The evening itself was great, meeting others in our community. Just normal people (well who is normal?!). It felt very comfortable, not scary at all. Did I learn anything else? Well yes, pockets in clothing are great and I missed them and instead having to use a handbag to carry car keys, house keys, purse/card, phone etc. It definitely takes a bit of practice to get used to using them and not looking like you've never seen one before. So, my advice is practice getting stuff in and out. or maybe its just me ?!
Onto Friday - oh Tuesday and Thursday were both drab days - I'd planned a make over fairy locally and someone had suggested, I go to a Tgirl outing over in Worthing. Another long drive but hey ho. Make over was good and I felt confident wearing a party dress and heels. I had hoped to meet up with the girl who had suggested but she got delayed and wasn't able to make it. Although I found that out when I parked. But off i went and walked into the pub. A broadly similar experience to Wednesday. All very friendly. The surprise was finding myself leaving that venue with about 6 others and going to a 'regular' bar. So, all 6'10" of me (including 4" heels) was walking into a straight bar. And guess what happened? A few women asked how tall i was - i get that question all the time - and then told me how good I looked. Wow! And that was that - a few stares and then people just got on with their evenings.
sThe locals, I think are used to a fairly regular Tgirl group going in and Worthing is close to Brighton so it seems its very liberal, but it was quite surprising and nice to be welcomed.
What did I learn...going to the right places is obviously important.

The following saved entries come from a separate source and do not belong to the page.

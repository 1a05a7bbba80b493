//! Main Program for Descramble
//! Run with `--help` for more instruction

// Copyright (C) 2023 Dheatly23
//
// This program is free software: you can redistribute it and/or modify
// it under the terms of the GNU General Public License as published by
// the Free Software Foundation, either version 3 of the License, or
// (at your option) any later version.
//
// This program is distributed in the hope that it will be useful,
// but WITHOUT ANY WARRANTY; without even the implied warranty of
// MERCHANTABILITY or FITNESS FOR A PARTICULAR PURPOSE.  See the
// GNU General Public License for more details.
//
// You should have received a copy of the GNU General Public License
// along with this program.  If not, see <https://www.gnu.org/licenses/>.

use std::path::PathBuf;

use anyhow::{bail, Context, Error};
use clap::{Parser, Subcommand};
use image::image_dimensions;

use descramble::{
    rearrange_tiles, read_ordering, scramble_tiles, seeded_rng, valid_input, write_ordering,
};

/// Parses `WxH`, or `N` for a square tile.
fn parse_tile_size(s: &str) -> Result<(u32, u32), String> {
    let (w, h) = s.split_once(['x', 'X']).unwrap_or((s, s));
    let w = w.trim().parse().map_err(|e| format!("bad tile width: {e}"))?;
    let h = h.trim().parse().map_err(|e| format!("bad tile height: {e}"))?;
    Ok((w, h))
}

#[derive(Parser, Debug)]
#[command(author, version)]
struct Args {
    #[command(subcommand)]
    command: Command,
}

#[derive(Subcommand, Debug)]
enum Command {
    /// Reassemble a scrambled image
    Unscramble {
        /// Input file
        input: PathBuf,

        /// Tile size (WxH or N)
        #[arg(short = 't', long, value_parser = parse_tile_size)]
        tile_size: (u32, u32),

        /// Ordering file (one tile index per line)
        #[arg(short = 'r', long)]
        ordering: PathBuf,

        /// Output file
        #[arg(short = 'o', long)]
        output: PathBuf,
    },

    /// Scramble tiles of an image and write the ordering that restores it
    Scramble {
        /// Input file
        input: PathBuf,

        /// Tile size (WxH or N)
        #[arg(short = 't', long, value_parser = parse_tile_size)]
        tile_size: (u32, u32),

        /// Random seed
        #[arg(long)]
        seed: Option<String>,

        /// Output file
        #[arg(short = 'o', long)]
        output: PathBuf,

        /// Ordering output file
        #[arg(short = 'r', long)]
        ordering: PathBuf,
    },

    /// Check tile size and ordering against an image
    Check {
        /// Input file
        input: PathBuf,

        /// Tile size (WxH or N)
        #[arg(short = 't', long, value_parser = parse_tile_size)]
        tile_size: (u32, u32),

        /// Ordering file (one tile index per line)
        #[arg(short = 'r', long)]
        ordering: PathBuf,
    },
}

fn main() -> Result<(), Error> {
    match Args::parse().command {
        Command::Unscramble {
            input,
            tile_size,
            ordering,
            output,
        } => {
            let ordering = read_ordering(&ordering)
                .with_context(|| format!("reading ordering {}", ordering.display()))?;

            rearrange_tiles(&input, tile_size, &ordering, &output)
                .with_context(|| format!("unscrambling {}", input.display()))?;
            println!("Wrote {}", output.display());
        }
        Command::Scramble {
            input,
            tile_size,
            seed,
            output,
            ordering,
        } => {
            if seed.is_none() {
                println!("WARNING: No seed given, result is not reproducible");
            }
            let mut random = seeded_rng(seed.as_deref());

            let order = scramble_tiles(&input, tile_size, &mut random, &output)
                .with_context(|| format!("scrambling {}", input.display()))?;
            write_ordering(&ordering, &order)
                .with_context(|| format!("writing ordering {}", ordering.display()))?;
            println!(
                "Wrote {} ({} tiles) and {}",
                output.display(),
                order.len(),
                ordering.display()
            );
        }
        Command::Check {
            input,
            tile_size,
            ordering,
        } => {
            let image_size = image_dimensions(&input)
                .with_context(|| format!("reading {}", input.display()))?;
            let ordering = read_ordering(&ordering)
                .with_context(|| format!("reading ordering {}", ordering.display()))?;

            if !valid_input(image_size, tile_size, &ordering) {
                bail!(descramble::Error::InvalidInput);
            }
            println!("OK: {} tiles", ordering.len());
        }
    }

    Ok(())
}

#[cfg(test)]
mod tests {
    use super::*;

    #[test]
    fn test_parse_tile_size() {
        assert_eq!(parse_tile_size("16x32"), Ok((16, 32)));
        assert_eq!(parse_tile_size("20X20"), Ok((20, 20)));
        assert_eq!(parse_tile_size("256"), Ok((256, 256)));
        assert!(parse_tile_size("16x").is_err());
        assert!(parse_tile_size("ax2").is_err());
    }

    #[test]
    fn test_args() {
        use clap::CommandFactory;
        Args::command().debug_assert();
    }
}
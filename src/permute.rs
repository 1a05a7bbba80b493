// Copyright (C) 2023 Dheatly23
//
// This program is free software: you can redistribute it and/or modify
// it under the terms of the GNU General Public License as published by
// the Free Software Foundation, either version 3 of the License, or
// (at your option) any later version.
//
// This program is distributed in the hope that it will be useful,
// but WITHOUT ANY WARRANTY; without even the implied warranty of
// MERCHANTABILITY or FITNESS FOR A PARTICULAR PURPOSE.  See the
// GNU General Public License for more details.
//
// You should have received a copy of the GNU General Public License
// along with this program.  If not, see <https://www.gnu.org/licenses/>.

use ndarray::prelude::*;
use ndarray::{RawData, Slice};

fn slice_tile<S, D>(arr: &mut ArrayBase<S, D>, i: usize, cols: usize, tw: usize, th: usize)
where
    S: RawData,
    D: Dimension,
{
    let (r, c) = ((i / cols) * th, (i % cols) * tw);
    arr.slice_axis_inplace(Axis(0), Slice::from(r..r + th));
    arr.slice_axis_inplace(Axis(1), Slice::from(c..c + tw));
}

/// Main tile permutation.
///
/// Cuts an array into tiles and produces a new array where
/// slot `i` (row-major) holds source tile `ordering[i]`.
///
/// Parameters:
/// * `arr` : Input array view. Can be multidimensional,
///   but only the first 2 dimension (rows, columns) are tiled.
/// * `tile_size` : Tile `(width, height)`, ie. `(columns, rows)`.
/// * `ordering` : Source tile for each destination slot.
///
/// Returns [None] if the tiles do not cover the array exactly,
/// or if `ordering` does not name exactly one in-grid tile per slot.
/// Repeated entries are not rejected here, use
/// [valid_input](crate::valid_input) for that.
pub fn permute_tiles<A, D>(
    arr: ArrayView<'_, A, D>,
    tile_size: (u32, u32),
    ordering: &[usize],
) -> Option<Array<A, D>>
where
    A: Clone,
    D: Dimension,
{
    let &[h, w, ..] = arr.shape() else {
        return None;
    };
    let (tw, th) = (tile_size.0 as usize, tile_size.1 as usize);
    if tw == 0 || th == 0 || w % tw != 0 || h % th != 0 {
        return None;
    }

    let cols = w / tw;
    let count = cols * (h / th);
    if ordering.len() != count || ordering.iter().any(|&i| i >= count) {
        return None;
    }

    let mut out = arr.to_owned();
    for (dst, &src) in ordering.iter().enumerate() {
        let mut tile = arr.view();
        slice_tile(&mut tile, src, cols, tw, th);

        let mut slot = out.view_mut();
        slice_tile(&mut slot, dst, cols, tw, th);

        slot.assign(&tile);
    }

    Some(out)
}

/// Inverse of a permutation.
///
/// If `ordering` takes slot `i` from tile `ordering[i]`,
/// the result takes it back.
///
/// Panics if `ordering` is not a permutation of `0..ordering.len()`.
pub fn invert_ordering(ordering: &[usize]) -> Vec<usize> {
    let mut ret = vec![usize::MAX; ordering.len()];
    for (i, &o) in ordering.iter().enumerate() {
        match ret.get_mut(o) {
            Some(v) if *v == usize::MAX => *v = i,
            _ => panic!("Ordering is not a permutation (bad entry {o} at {i})"),
        }
    }
    ret
}
//! Library to reassemble tile-scrambled images.
//!
//! An image is cut into equal-size rectangular tiles, numbered row-major
//! from the top-left corner. An *ordering* says which scrambled tile
//! belongs in each slot: slot `i` receives tile `ordering[i]`.
//!
//! * [valid_input] checks that a tile size and ordering fit an image.
//! * [rearrange_tiles] reassembles a scrambled image file.
//! * [scramble_tiles] does the reverse, producing a scrambled image and
//!   the ordering that undoes it.

// Copyright (C) 2023 Dheatly23
//
// This program is free software: you can redistribute it and/or modify
// it under the terms of the GNU Lesser General Public License as published by
// the Free Software Foundation, either version 3 of the License, or
// (at your option) any later version.
//
// This program is distributed in the hope that it will be useful,
// but WITHOUT ANY WARRANTY; without even the implied warranty of
// MERCHANTABILITY or FITNESS FOR A PARTICULAR PURPOSE.  See the
// GNU Lesser General Public License for more details.
//
// You should have received a copy of the GNU Lesser General Public License
// along with this program.  If not, see <https://www.gnu.org/licenses/>.
//

mod error;
mod ordering;
mod permute;
mod reassemble;
mod validate;

#[doc(inline)]
pub use crate::error::{Error, Result, INVALID_INPUT_MESSAGE};
#[doc(inline)]
pub use crate::ordering::{parse_ordering, read_ordering, write_ordering};
#[doc(inline)]
pub use crate::permute::{invert_ordering, permute_tiles};
#[doc(inline)]
pub use crate::reassemble::{
    rearrange_tiles, rearrange_tiles_with, scramble_tiles, seeded_rng,
};
#[doc(inline)]
pub use crate::validate::{tile_count, valid_input};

So overall, it has been a good week. I have taken some big steps but it has been quite intense and rapid. It has confirmed for me that I do enjoy going out. Bizarrely I feel pretty confident as Emma. I have never really enjoyed going to a pub and meeting and chatting to strangers, but I had no problems with it and actually enjoyed it and the attention, although perhaps felt a little creepy being objectified (which I'm sure I was) at times. (As an aside I wonder if that is how women have felt when I have checked them out in the past...hmm now that is something to ponder...I'd be discussing the impact of a lingering stare with my son (if I had one).
There is a huge amount of escapism - almost like putting on a character. In the grand scheme of things Emma is only a small part of me but embodying her for a few hours is fun. I enjoyed feeling feminine and thought I was reasonably attractive (if I ignore my rather masculine jaw line)- whether or not I am, that is not the point - I do this for me, because I have to.
the final thing to say is that I have also missed my family a lot as they have been away without me. I'm glad that they are coming home today. Whlst that means Emma's clothing and make up are packed away for a while at least, that is all good. Life is a balance and whilst you have to take opportunities (as I have done this week), it is also about priorities. For me that means whilst I want to go out again and enjoy the feelings and wellbeing I get from dressing, my family comes first and Emma only has to visit every so often - perhaps monthly is enough.
Davina did challenge me to write a book...and I'm sure I could have written much more and happy to answer any questions that anybody may have.
photos
in denim solo - Monday night
in denim with Sarah - Retrobar
in dress - Friday night
How's it feel being restricted again after such a fab and fancy free week? Back in work 3 days after a few off and I could do with a chill day as Davina..
You look stunning love the black dress with the lace and wow what a fab week.. If I had a week I know I'd spend time dressed but not sure I'd have stepped out like you did.. Awesome post. Well done 😀
Looking great my friend. Such amazing experiences and like you said not hurting anyone. I understand completely the family first as that has been this year in a nutshell. I look forward to future adventures. X
Sounds like you had a fantastic time and your journeys out seem like a lot of fun (especially your Friday one... how tall are you by the way? 😉)
We need pictures! 😁
Wow, wow and wow. Its fab you had a great time. Such a huge boost, especially with the compliments that you received. I need to sit down and read this again tbh to let it all sink in but what a great experience ❤️❤️.